Signatures, of course, did nothing to prevent fraud. That is why everyone (though we’re still waiting on Visa) agreed they could be dropped.
The consensus is also there on making sure the right person is trying to use a card, though sometimes rhetoric obscures this consensus. The agreed upon way is used millions of times a day at ATMs throughout the country: we all simply enter a personal identification number, or PIN. Those four-digit numbers have proven effective in cutting fraud to a tiny percentage of what it is when not using a PIN.
If it didn’t work, banks wouldn’t require PINs at ATMs. Merchants agree, and several have tried to require PINs on some or all of their debit transactions in order to protect against fraud. Oddly, Visa has fought those efforts with fines and lawsuits.
Why would Visa try to fight for more fraud? It might help to understand that when fraud does occur, the decision about who shoulders that cost boils down to a choice between the merchant and the card-issuing bank. While the card network (such as Visa) gets to decide who loses on the fraud, one thing is clear — Visa isn’t the one losing the money.
That raises real questions about how payment card fraud-prevention decisions are made. The card networks make these decisions themselves through their operating rules and control of payments organizations like PCI and EMVCo.

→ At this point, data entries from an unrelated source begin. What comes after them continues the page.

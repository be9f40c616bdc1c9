//! Blocking execution of `HttpRequest` values.
//!
//! `Transport` is the seam between request building and the network. The
//! default `UreqTransport` disables ureq's status-code-as-error behavior so
//! 4xx/5xx responses come back as data and `TodoistClient::parse_*` decides
//! what they mean.

use crate::error::Result;
use crate::http::{HttpMethod, HttpRequest, HttpResponse};

/// Executes a built request and hands back the raw response.
pub trait Transport {
    /// Perform one round-trip. Only failures that prevent getting a response
    /// at all are errors here.
    fn execute(&self, request: HttpRequest) -> Result<HttpResponse>;
}

impl<T: Transport + ?Sized> Transport for &T {
    fn execute(&self, request: HttpRequest) -> Result<HttpResponse> {
        (**self).execute(request)
    }
}

/// Blocking `Transport` over a shared `ureq::Agent`.
#[derive(Clone)]
pub struct UreqTransport {
    agent: ureq::Agent,
}

impl UreqTransport {
    pub fn new() -> Self {
        let agent = ureq::Agent::config_builder()
            .http_status_as_error(false)
            .build()
            .new_agent();
        Self { agent }
    }
}

impl Default for UreqTransport {
    fn default() -> Self {
        Self::new()
    }
}

fn with_headers<B>(
    mut builder: ureq::RequestBuilder<B>,
    headers: &[(String, String)],
) -> ureq::RequestBuilder<B> {
    for (key, value) in headers {
        builder = builder.header(key.as_str(), value.as_str());
    }
    builder
}

impl Transport for UreqTransport {
    fn execute(&self, request: HttpRequest) -> Result<HttpResponse> {
        tracing::debug!(method = %request.method, url = %request.url, "sending request");

        let HttpRequest {
            method,
            url,
            headers,
            body,
        } = request;

        let mut response = match (method, body) {
            (HttpMethod::Get, _) => with_headers(self.agent.get(&url), &headers).call()?,
            (HttpMethod::Delete, _) => with_headers(self.agent.delete(&url), &headers).call()?,
            (HttpMethod::Post, Some(body)) => {
                with_headers(self.agent.post(&url), &headers).send(body.as_bytes())?
            }
            (HttpMethod::Post, None) => with_headers(self.agent.post(&url), &headers).send_empty()?,
        };

        let status = response.status().as_u16();
        let body = response.body_mut().read_to_string()?;

        tracing::debug!(status, "received response");

        Ok(HttpResponse {
            status,
            headers: Vec::new(),
            body,
        })
    }
}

Merchants and banks — businesses that actually pay for fraudulent transactions — don’t get a vote. Instead, the networks that don’t have skin in the game make decisions behind closed doors.

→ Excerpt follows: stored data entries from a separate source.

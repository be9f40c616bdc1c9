//! Error types for the Todoist task client.
//!
//! # Design
//! Remote rejections keep both the status code and the raw response body.
//! `NotFound` is split out because callers routinely treat a missing task
//! differently from other failures; every other status >= 400 lands in
//! `Http`.

use thiserror::Error;

#[derive(Debug, Error)]
pub enum ApiError {
    /// A create/update was attempted with empty task content.
    #[error("task content is empty")]
    EmptyContent,

    /// An operation on an existing task was given an empty task id.
    #[error("task id is empty")]
    MissingId,

    /// The request payload could not be serialized to JSON.
    #[error("serialization failed: {0}")]
    Serialization(String),

    /// The request never produced an HTTP response.
    #[error("transport failed: {0}")]
    Transport(String),

    /// The server returned 404.
    #[error("resource not found: {0}")]
    NotFound(String),

    /// The server returned a status >= 400 other than 404.
    #[error("HTTP {status}: {body}")]
    Http { status: u16, body: String },

    /// The response body could not be deserialized into the expected type.
    #[error("deserialization failed: {0}")]
    Deserialization(String),

    /// Required configuration is missing or invalid.
    #[error("configuration error: {0}")]
    Config(String),
}

impl ApiError {
    /// HTTP status of a remote rejection, if this error is one.
    pub fn status(&self) -> Option<u16> {
        match self {
            ApiError::NotFound(_) => Some(404),
            ApiError::Http { status, .. } => Some(*status),
            _ => None,
        }
    }
}

impl From<ureq::Error> for ApiError {
    fn from(err: ureq::Error) -> Self {
        ApiError::Transport(err.to_string())
    }
}

/// Result alias used throughout the crate.
pub type Result<T> = std::result::Result<T, ApiError>;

Sure, Visa, Mastercard, PCI and EMV Co claim they listen. After all, there are advisory boards in place. But the secrecy surrounding the real decision-making is just one indication that the decision makers don’t listen to advisory boards.
Visa and Mastercard like to say it is retailers that are slow to improve security. But consider my industry, convenience stores. We’ve been ready for PINs for three decades — and we’ve been waiting for tighter security that never came.

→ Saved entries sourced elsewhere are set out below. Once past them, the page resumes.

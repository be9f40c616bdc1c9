//! Client configuration: API token, base URL and due-date language.
//!
//! Built once by the caller and handed to `TodoistClient`; nothing here is
//! global or mutable after construction.

use crate::error::{ApiError, Result};

pub const DEFAULT_BASE_URL: &str = "https://api.todoist.com/rest/v2/";
pub const DEFAULT_DUE_LANG: &str = "en";

pub const ENV_TOKEN: &str = "TODOIST_API_TOKEN";
pub const ENV_BASE_URL: &str = "TODOIST_BASE_URL";
pub const ENV_DUE_LANG: &str = "TODOIST_DUE_LANG";

#[derive(Debug, Clone, PartialEq, Eq)]
pub struct Config {
    pub base_url: String,
    pub token: String,
    /// Language sent as `due_lang` whenever a payload carries a due date.
    pub due_lang: String,
}

impl Config {
    pub fn new(token: impl Into<String>) -> Self {
        Self {
            base_url: DEFAULT_BASE_URL.to_string(),
            token: token.into(),
            due_lang: DEFAULT_DUE_LANG.to_string(),
        }
    }

    pub fn with_base_url(mut self, base_url: impl Into<String>) -> Self {
        self.base_url = base_url.into();
        self
    }

    pub fn with_due_lang(mut self, due_lang: impl Into<String>) -> Self {
        self.due_lang = due_lang.into();
        self
    }

    /// Read configuration from `TODOIST_API_TOKEN`, `TODOIST_BASE_URL` and
    /// `TODOIST_DUE_LANG`. Only the token is required.
    pub fn from_env() -> Result<Self> {
        Self::from_lookup(|key| std::env::var(key).ok())
    }

    fn from_lookup(lookup: impl Fn(&str) -> Option<String>) -> Result<Self> {
        let token = lookup(ENV_TOKEN)
            .filter(|t| !t.trim().is_empty())
            .ok_or_else(|| ApiError::Config(format!("{ENV_TOKEN} is not set")))?;

        let mut config = Config::new(token);
        if let Some(base_url) = lookup(ENV_BASE_URL).filter(|v| !v.is_empty()) {
            config = config.with_base_url(base_url);
        }
        if let Some(lang) = lookup(ENV_DUE_LANG).filter(|v| !v.is_empty()) {
            config = config.with_due_lang(lang);
        }
        Ok(config)
    }
}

It’s time for the secrecy and mystery around EMVCo to finally change. Payment card security and fraud protection are too important to leave to the networks alone.
Merchants, banks and consumer representatives should not be locked out of the process. And that decision-making should be open and transparent so that everyone can see and understand that what’s being done really is the best thing to improve security.
This is crucial because the U.S. is a magnet for fraud. In fact, we have more of it than any other country in the world. The need for change is obvious: The dominant card networks like Visa and Mastercard have made U.S. card security decisions for decades without including the other folks needed to make them the right way. And their decisions have given us more card fraud than anywhere else.
It is long past time to try something new, by moving to the best way we have right now to prevent fraud — using PINs — and changing the way we make card-security decisions so that everyone with a stake gets a say and the process is open and transparent.
Given the current track record in the U.S., just about any change is bound to be better than what Visa and Mastercard have given us.